Tomonari Sato was born in Gunma, Japan, in 1978. He received B.E., M.E., and Ph.D. degrees in engineering from the University of Tsukuba, Ibaraki, Japan, in 2001, 2003, and 2009, respectively. In 2003, he joined NTT Photonics Laboratories, Nippon Telegraph and Telephone Corporation (NTT), Kanagawa, Japan. He has been engaged in research on the MOVPE growth of III–V semiconductors and development of semiconductor lasers for sensor applications. Dr. Sato is a member of the Japan Society of Applied Physics.

Naoki Fujiwara (M’03) was born in Tokyo, Japan, in 1977. He received the B.E., M.E., and Ph.D. degrees in electrical engineering from Waseda University, Tokyo, Japan, in 1999, 2001, and 2009, respectively. In 2001, he joined NTT Photonics Laboratories, Kanagawa, Japan. Since then, he has been engaged in developmental research on semiconductor lasers. Dr.

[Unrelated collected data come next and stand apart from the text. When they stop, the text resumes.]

//! Worker roles, body plans and the per-state role tables

use std::{collections::BTreeMap, fmt, str::FromStr};

use serde::{Deserialize, Serialize};
use thiserror::Error;

use crate::classifier::{DevelopmentStage, ProductionStrategy, ZoneState};

pub const MAX_BODY_PARTS: usize = 50;

#[derive(Debug, Clone, Copy, PartialEq, Eq, Hash, PartialOrd, Ord, Serialize, Deserialize)]
#[serde(rename_all = "kebab-case")]
pub enum Role {
    Gatherer,
    FieldHauler,
    ReservoirHauler,
    RelayHauler,
    Builder,
    Upgrader,
    Claimer,
}

impl Role {
    pub const ALL: [Role; 7] = [
        Role::Gatherer,
        Role::FieldHauler,
        Role::ReservoirHauler,
        Role::RelayHauler,
        Role::Builder,
        Role::Upgrader,
        Role::Claimer,
    ];

    pub fn tag(self) -> &'static str {
        match self {
            Role::Gatherer => "gatherer",
            Role::FieldHauler => "field-hauler",
            Role::ReservoirHauler => "reservoir-hauler",
            Role::RelayHauler => "relay-hauler",
            Role::Builder => "builder",
            Role::Upgrader => "upgrader",
            Role::Claimer => "claimer",
        }
    }
}

impl fmt::Display for Role {
    fn fmt(&self, f: &mut fmt::Formatter<'_>) -> fmt::Result {
        f.write_str(self.tag())
    }
}

impl FromStr for Role {
    type Err = ConfigurationError;

    fn from_str(tag: &str) -> Result<Self, Self::Err> {
        Role::ALL
            .into_iter()
            .find(|role| role.tag() == tag)
            .ok_or_else(|| ConfigurationError::UnknownRole(tag.to_string()))
    }
}

#[derive(Debug, Clone, PartialEq, Eq, Error)]
pub enum ConfigurationError {
    #[error("unknown role tag `{0}`")]
    UnknownRole(String),
    #[error("malformed body for `{role}`: {reason}")]
    MalformedBody { role: String, reason: String },
}

#[derive(Debug, Clone, PartialEq, Eq, Error)]
pub enum RoleTableError {
    #[error("role `{role}` appears more than once in table `{table}`")]
    DuplicateRole { table: String, role: String },
}

#[derive(Debug, Clone, Copy, PartialEq, Eq, Hash, PartialOrd, Ord, Serialize, Deserialize)]
#[serde(rename_all = "snake_case")]
pub enum BodyPart {
    Work,
    Carry,
    Move,
    Claim,
}

impl BodyPart {
    pub fn cost(self) -> u32 {
        match self {
            BodyPart::Work => 100,
            BodyPart::Carry | BodyPart::Move => 50,
            BodyPart::Claim => 600,
        }
    }
}

/// Concrete body handed to the production facility.
#[derive(Debug, Clone, PartialEq, Eq, Serialize, Deserialize)]
pub struct BodySpec {
    parts: Vec<BodyPart>,
}

impl BodySpec {
    pub fn new(parts: Vec<BodyPart>) -> Self {
        Self { parts }
    }

    pub fn parts(&self) -> &[BodyPart] {
        &self.parts
    }

    pub fn len(&self) -> usize {
        self.parts.len()
    }

    pub fn is_empty(&self) -> bool {
        self.parts.is_empty()
    }

    pub fn cost(&self) -> u32 {
        self.parts.iter().map(|part| part.cost()).sum()
    }

    pub fn count(&self, part: BodyPart) -> u32 {
        self.parts.iter().filter(|p| **p == part).count() as u32
    }

    /// Energy the body can hold at once.
    pub fn carry_capacity(&self) -> u32 {
        self.count(BodyPart::Carry) * 50
    }
}

#[derive(Debug, Clone, PartialEq, Eq, Serialize, Deserialize)]
#[serde(rename_all = "snake_case", tag = "kind", content = "parts")]
pub enum BodyPlan {
    /// Exactly these parts.
    Fixed(Vec<BodyPart>),
    /// Reference loadout, repeated when the budget allows and shrunk
    /// proportionally when it does not.
    Scaled(Vec<BodyPart>),
}

fn default_min_body_size() -> usize {
    1
}

#[derive(Debug, Clone, PartialEq, Eq, Serialize, Deserialize)]
pub struct RoleConfig {
    /// Role tag, resolved at scheduling time.
    pub role: String,
    pub body: BodyPlan,
    pub cap: u32,
    /// Lower is more urgent.
    pub priority: i32,
    #[serde(default = "default_min_body_size")]
    pub min_body_size: usize,
}

impl RoleConfig {
    pub fn new(role: Role, body: BodyPlan, cap: u32, priority: i32, min_body_size: usize) -> Self {
        Self {
            role: role.tag().to_string(),
            body,
            cap,
            priority,
            min_body_size,
        }
    }

    pub fn resolve_role(&self) -> Result<Role, ConfigurationError> {
        self.role.parse()
    }

    fn malformed(&self, reason: &str) -> ConfigurationError {
        ConfigurationError::MalformedBody {
            role: self.role.clone(),
            reason: reason.to_string(),
        }
    }

    /// Checks the plan itself, independent of any budget.
    pub fn validate_body(&self) -> Result<(), ConfigurationError> {
        match &self.body {
            BodyPlan::Fixed(parts) | BodyPlan::Scaled(parts) if parts.is_empty() => {
                Err(self.malformed("no parts"))
            }
            BodyPlan::Fixed(parts) | BodyPlan::Scaled(parts) if parts.len() > MAX_BODY_PARTS => {
                Err(self.malformed("more than 50 parts"))
            }
            BodyPlan::Fixed(parts) if parts.len() < self.min_body_size => {
                Err(self.malformed("fewer parts than the minimum body size"))
            }
            _ if self.min_body_size > MAX_BODY_PARTS => {
                Err(self.malformed("minimum body size exceeds 50 parts"))
            }
            _ => Ok(()),
        }
    }

    /// Body affordable within `budget`, or `None` when the budget is too
    /// small for a body of at least the minimum size.
    pub fn body_for_budget(&self, budget: u32) -> Result<Option<BodySpec>, ConfigurationError> {
        self.validate_body()?;
        let body = match &self.body {
            BodyPlan::Fixed(parts) => BodySpec::new(parts.clone()),
            BodyPlan::Scaled(reference) => BodySpec::new(scale_body(reference, budget)),
        };
        if body.cost() > budget || body.len() < self.min_body_size {
            return Ok(None);
        }
        Ok(Some(body))
    }
}

fn scale_body(reference: &[BodyPart], budget: u32) -> Vec<BodyPart> {
    let reference_cost: u32 = reference.iter().map(|part| part.cost()).sum();
    if budget >= reference_cost {
        let repeats = (budget / reference_cost.max(1)) as usize;
        let repeats = repeats.min(MAX_BODY_PARTS / reference.len()).max(1);
        return reference
            .iter()
            .copied()
            .cycle()
            .take(reference.len() * repeats)
            .collect();
    }

    let mut counts: Vec<(BodyPart, u32)> = Vec::new();
    for part in reference {
        match counts.iter_mut().find(|(p, _)| p == part) {
            Some((_, count)) => *count += 1,
            None => counts.push((*part, 1)),
        }
    }
    let ratio = budget as f64 / reference_cost as f64;
    for (_, count) in counts.iter_mut() {
        *count = ((*count as f64 * ratio).floor() as u32).max(1);
    }
    let cost = |counts: &[(BodyPart, u32)]| -> u32 {
        counts.iter().map(|(part, count)| part.cost() * count).sum()
    };
    while cost(&counts) > budget {
        let mut largest: Option<usize> = None;
        for (index, (_, count)) in counts.iter().enumerate() {
            if *count > 1 && largest.map_or(true, |best| *count > counts[best].1) {
                largest = Some(index);
            }
        }
        match largest {
            Some(index) => counts[index].1 -= 1,
            None => break,
        }
    }
    counts
        .into_iter()
        .flat_map(|(part, count)| std::iter::repeat(part).take(count as usize))
        .collect()
}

Fujiwara is a member of the IEEE/Photonics Society and the Institute of Electronics, Information, and Communication Engineers (IEICE).

Hiromi Oohashi (M’03) was born in Tokyo, Japan, 1961. She received the B.S. degree in applied physics from Waseda University, Tokyo, Japan, in 1985, and the M.S. and Ph.D. degrees in physical electronics from the Tokyo Institute of Technology, Tokyo, Japan, in 1987 and 2007, respectively. Since joining NTT Basic Research Laboratories, Nippon Telegraph and Telephone Public Corporation Tokyo, Japan, in 1987, she has been involved in research on optical nonlinear processes in semiconductor materials. In 1993, she moved to the NTT Optoelectronics Laboratories where she is involved in research and development related to the temperature dependence and reliability of semiconductor lasers. Her current research interests include the development of optical devices for WDM systems. Dr. Oohashi is a member of the Institute of Electrical and Electronics Engineers, the Japan Society of Applied Physics and the Institute of Electronics, Information, and Communication Engineers of Japan.